▶ Input data:
....

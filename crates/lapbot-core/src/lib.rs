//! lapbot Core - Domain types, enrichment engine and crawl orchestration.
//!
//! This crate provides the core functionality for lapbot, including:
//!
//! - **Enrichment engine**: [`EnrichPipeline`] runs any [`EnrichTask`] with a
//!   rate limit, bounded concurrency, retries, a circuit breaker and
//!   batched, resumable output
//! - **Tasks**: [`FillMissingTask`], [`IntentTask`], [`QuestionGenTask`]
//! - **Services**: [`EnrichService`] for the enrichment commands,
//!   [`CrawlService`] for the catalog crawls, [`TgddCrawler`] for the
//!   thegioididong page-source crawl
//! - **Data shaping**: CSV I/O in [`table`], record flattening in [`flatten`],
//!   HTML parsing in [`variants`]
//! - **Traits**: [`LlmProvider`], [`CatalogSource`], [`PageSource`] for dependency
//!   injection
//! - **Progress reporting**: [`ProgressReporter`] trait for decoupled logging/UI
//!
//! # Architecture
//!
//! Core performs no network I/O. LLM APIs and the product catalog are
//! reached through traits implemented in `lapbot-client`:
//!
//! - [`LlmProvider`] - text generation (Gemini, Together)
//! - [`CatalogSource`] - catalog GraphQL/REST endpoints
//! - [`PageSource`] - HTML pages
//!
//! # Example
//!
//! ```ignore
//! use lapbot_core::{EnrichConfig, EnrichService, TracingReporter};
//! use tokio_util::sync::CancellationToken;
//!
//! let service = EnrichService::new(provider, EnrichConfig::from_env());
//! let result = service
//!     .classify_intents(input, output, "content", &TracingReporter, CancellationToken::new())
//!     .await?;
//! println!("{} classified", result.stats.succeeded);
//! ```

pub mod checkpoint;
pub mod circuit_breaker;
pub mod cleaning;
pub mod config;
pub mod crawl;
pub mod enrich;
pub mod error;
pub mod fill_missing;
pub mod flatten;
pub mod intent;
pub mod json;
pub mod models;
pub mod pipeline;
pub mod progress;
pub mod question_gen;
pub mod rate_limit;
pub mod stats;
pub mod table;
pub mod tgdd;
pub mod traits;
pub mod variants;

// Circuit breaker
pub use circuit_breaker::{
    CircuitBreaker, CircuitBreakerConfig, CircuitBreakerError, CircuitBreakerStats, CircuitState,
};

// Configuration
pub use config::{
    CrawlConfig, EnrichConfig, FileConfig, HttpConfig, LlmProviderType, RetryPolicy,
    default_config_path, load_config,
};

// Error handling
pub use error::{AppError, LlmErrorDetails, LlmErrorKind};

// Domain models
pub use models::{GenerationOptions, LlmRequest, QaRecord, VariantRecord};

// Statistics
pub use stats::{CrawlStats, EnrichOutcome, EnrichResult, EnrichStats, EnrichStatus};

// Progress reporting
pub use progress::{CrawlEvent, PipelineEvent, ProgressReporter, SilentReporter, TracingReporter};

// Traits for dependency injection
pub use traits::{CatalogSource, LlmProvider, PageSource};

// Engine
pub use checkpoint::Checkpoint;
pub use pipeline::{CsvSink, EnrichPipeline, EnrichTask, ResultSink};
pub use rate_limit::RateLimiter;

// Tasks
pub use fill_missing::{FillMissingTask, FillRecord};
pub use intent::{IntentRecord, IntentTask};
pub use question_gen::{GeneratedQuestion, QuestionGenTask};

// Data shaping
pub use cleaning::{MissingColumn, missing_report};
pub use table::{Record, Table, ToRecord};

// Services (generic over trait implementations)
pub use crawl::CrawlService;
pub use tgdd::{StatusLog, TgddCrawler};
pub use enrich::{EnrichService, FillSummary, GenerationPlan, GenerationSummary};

....

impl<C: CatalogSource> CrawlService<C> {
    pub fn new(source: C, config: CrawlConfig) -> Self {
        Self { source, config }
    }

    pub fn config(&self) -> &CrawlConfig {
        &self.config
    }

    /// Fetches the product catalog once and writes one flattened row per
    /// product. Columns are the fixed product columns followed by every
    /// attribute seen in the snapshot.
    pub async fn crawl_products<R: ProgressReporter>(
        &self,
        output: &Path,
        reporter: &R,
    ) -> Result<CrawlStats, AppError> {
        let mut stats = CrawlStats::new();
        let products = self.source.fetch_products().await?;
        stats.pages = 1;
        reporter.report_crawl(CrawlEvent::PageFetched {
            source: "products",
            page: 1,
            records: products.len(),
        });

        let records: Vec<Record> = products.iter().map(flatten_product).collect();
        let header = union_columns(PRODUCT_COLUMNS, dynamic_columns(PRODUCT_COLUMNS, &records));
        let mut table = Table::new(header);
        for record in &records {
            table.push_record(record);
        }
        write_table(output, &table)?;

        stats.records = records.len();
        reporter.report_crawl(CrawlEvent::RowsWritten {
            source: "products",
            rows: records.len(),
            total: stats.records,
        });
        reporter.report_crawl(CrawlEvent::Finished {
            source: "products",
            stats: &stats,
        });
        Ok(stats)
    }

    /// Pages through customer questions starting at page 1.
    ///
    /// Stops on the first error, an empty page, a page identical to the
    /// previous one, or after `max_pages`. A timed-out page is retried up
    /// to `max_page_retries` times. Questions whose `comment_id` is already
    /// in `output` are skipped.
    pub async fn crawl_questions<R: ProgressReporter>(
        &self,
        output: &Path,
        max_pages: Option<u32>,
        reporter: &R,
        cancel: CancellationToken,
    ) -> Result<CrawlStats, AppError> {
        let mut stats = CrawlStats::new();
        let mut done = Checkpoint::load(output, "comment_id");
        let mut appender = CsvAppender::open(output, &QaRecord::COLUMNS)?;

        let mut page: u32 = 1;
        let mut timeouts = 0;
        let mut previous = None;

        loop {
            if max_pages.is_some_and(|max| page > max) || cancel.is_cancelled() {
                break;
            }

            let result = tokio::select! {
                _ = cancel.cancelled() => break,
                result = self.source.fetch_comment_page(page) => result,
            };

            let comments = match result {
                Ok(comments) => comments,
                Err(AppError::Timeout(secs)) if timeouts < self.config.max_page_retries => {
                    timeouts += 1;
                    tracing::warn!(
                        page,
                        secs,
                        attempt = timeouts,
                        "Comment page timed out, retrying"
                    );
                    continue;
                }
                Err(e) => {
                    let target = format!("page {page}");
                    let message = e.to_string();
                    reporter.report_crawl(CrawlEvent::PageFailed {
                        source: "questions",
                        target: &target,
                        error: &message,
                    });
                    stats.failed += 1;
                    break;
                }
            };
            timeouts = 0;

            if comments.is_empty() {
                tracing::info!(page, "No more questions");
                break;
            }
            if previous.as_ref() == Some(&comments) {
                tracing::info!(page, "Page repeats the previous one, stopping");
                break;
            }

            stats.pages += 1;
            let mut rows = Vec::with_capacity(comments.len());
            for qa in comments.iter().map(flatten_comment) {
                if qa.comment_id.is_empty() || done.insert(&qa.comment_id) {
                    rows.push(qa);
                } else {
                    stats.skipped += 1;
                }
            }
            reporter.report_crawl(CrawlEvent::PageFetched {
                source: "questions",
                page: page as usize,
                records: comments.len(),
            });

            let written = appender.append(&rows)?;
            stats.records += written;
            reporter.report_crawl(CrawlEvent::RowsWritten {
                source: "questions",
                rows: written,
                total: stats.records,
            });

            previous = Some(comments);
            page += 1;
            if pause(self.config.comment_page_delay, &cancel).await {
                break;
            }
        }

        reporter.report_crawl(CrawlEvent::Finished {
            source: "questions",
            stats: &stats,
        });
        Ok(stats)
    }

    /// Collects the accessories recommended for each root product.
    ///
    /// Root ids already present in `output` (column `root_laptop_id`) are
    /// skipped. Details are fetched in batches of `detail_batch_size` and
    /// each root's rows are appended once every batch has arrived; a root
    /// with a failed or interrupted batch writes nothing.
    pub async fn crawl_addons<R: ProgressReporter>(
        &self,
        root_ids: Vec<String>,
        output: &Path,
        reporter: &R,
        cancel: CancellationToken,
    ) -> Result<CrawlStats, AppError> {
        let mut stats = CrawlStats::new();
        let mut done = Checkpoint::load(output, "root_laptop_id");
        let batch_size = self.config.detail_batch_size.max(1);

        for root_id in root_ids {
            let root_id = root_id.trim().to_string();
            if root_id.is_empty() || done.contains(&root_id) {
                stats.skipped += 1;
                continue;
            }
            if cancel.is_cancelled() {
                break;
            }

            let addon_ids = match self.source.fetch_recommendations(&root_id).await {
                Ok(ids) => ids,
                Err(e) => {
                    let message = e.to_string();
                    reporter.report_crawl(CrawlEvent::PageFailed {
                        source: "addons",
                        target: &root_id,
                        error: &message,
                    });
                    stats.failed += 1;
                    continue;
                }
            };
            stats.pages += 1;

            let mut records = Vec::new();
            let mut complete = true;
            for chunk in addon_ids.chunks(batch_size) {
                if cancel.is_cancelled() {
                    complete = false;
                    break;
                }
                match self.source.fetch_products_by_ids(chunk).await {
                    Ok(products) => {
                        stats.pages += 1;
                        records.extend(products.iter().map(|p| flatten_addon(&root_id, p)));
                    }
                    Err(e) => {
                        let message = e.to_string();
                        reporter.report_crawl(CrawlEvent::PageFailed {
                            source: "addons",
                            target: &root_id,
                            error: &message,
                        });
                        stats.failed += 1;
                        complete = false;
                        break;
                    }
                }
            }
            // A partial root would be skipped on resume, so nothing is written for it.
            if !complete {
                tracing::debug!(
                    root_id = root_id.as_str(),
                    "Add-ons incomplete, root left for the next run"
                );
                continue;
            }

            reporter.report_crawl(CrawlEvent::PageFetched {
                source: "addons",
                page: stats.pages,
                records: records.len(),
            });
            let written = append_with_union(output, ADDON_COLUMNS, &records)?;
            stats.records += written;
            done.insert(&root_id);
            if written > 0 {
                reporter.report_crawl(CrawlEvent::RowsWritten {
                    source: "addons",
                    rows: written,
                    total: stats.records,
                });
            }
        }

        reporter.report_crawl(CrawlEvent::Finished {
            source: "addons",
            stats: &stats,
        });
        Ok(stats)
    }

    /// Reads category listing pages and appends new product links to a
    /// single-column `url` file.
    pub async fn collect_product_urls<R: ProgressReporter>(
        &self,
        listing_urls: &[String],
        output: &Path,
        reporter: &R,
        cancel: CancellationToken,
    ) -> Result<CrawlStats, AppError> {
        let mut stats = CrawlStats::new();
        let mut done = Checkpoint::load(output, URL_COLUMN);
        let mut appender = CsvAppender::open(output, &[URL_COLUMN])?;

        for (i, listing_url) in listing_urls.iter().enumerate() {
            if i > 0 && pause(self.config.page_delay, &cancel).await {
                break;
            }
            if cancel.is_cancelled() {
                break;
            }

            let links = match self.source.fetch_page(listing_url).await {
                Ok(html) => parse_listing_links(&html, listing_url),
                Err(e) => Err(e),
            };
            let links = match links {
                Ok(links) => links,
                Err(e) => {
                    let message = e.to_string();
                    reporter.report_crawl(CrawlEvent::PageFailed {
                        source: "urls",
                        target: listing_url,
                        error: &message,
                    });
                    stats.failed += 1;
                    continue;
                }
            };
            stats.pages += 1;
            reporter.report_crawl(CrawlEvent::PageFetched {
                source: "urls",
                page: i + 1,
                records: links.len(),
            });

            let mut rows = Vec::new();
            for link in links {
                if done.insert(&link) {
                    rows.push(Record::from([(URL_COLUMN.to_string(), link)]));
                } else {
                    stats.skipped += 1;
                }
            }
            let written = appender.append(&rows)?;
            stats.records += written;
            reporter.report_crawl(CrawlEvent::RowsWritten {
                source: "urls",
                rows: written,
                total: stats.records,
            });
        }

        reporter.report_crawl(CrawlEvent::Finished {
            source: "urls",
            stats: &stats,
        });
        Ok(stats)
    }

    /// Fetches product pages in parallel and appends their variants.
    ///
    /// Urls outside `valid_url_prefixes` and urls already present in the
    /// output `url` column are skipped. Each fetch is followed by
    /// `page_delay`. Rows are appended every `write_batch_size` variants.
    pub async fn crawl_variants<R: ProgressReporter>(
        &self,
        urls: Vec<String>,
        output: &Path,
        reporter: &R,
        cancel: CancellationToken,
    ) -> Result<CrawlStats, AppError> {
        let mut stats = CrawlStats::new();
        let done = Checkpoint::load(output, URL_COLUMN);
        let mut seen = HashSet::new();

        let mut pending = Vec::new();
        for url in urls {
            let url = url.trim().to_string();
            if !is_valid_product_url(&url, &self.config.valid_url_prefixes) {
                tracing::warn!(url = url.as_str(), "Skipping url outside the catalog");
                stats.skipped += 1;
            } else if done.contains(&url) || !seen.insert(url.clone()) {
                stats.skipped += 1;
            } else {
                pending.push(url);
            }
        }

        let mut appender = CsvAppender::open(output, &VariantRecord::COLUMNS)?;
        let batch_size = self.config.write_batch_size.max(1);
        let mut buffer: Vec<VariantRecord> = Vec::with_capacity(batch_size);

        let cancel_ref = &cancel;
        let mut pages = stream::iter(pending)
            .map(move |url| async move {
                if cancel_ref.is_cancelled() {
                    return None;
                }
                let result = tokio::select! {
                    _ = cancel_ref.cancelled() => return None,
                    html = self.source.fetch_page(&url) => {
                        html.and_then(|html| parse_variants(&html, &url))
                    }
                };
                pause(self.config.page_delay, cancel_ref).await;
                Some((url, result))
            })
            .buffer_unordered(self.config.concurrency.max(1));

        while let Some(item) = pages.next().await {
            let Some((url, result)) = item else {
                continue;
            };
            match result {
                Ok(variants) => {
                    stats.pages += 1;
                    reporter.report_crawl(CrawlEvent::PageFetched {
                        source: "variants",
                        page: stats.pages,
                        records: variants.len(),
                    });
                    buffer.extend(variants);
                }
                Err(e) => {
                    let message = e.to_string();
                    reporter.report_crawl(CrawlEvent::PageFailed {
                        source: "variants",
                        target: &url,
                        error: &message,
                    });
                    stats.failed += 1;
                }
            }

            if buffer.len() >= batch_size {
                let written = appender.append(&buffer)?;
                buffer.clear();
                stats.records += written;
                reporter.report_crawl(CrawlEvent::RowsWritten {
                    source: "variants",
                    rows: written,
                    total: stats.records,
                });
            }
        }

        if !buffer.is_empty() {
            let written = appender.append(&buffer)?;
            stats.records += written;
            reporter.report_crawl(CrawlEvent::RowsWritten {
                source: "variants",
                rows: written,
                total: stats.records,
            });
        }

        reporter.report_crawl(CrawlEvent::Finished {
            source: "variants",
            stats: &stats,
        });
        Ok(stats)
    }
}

....

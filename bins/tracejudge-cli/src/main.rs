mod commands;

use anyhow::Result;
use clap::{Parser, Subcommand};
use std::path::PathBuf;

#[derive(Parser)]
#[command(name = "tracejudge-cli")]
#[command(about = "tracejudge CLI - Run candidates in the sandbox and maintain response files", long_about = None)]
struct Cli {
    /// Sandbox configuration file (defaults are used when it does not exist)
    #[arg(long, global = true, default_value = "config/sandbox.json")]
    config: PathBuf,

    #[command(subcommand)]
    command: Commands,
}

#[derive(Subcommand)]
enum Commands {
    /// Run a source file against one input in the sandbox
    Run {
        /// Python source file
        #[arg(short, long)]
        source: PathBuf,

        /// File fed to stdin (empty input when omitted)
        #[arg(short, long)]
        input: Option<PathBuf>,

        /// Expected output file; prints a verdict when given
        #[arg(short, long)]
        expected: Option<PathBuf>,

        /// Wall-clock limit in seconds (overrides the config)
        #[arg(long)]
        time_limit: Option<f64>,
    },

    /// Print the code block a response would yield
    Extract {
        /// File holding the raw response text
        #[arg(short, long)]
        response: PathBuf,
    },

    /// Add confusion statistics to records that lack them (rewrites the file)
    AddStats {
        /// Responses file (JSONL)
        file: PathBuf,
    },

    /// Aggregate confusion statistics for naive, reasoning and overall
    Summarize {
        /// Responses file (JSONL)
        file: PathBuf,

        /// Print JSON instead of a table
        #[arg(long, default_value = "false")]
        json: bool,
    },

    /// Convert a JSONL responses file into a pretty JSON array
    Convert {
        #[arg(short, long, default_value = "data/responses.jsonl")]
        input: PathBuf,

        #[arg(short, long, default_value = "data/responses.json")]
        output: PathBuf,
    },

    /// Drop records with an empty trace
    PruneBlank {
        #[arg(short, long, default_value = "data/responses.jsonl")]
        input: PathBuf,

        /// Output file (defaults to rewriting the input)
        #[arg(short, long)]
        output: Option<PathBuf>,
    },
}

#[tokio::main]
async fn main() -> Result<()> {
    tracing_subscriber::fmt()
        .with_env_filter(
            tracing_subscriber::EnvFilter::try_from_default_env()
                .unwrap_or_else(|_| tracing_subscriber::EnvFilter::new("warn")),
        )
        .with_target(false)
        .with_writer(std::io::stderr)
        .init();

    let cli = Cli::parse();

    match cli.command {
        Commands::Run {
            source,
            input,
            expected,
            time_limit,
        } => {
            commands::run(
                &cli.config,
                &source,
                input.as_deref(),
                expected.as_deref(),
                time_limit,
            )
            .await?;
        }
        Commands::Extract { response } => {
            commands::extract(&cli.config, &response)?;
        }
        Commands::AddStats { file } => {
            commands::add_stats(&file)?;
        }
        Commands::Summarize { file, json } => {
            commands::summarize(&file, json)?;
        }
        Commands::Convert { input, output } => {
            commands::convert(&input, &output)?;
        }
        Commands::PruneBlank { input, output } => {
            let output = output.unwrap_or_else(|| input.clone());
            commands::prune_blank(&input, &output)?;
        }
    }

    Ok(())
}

....

Going through the entries, return every line holding the word "warn".

                    tracing::warn!(
                tracing::warn!(url = url.as_str(), "Skipping url outside the catalog");
                .unwrap_or_else(|_| tracing_subscriber::EnvFilter::new("warn")),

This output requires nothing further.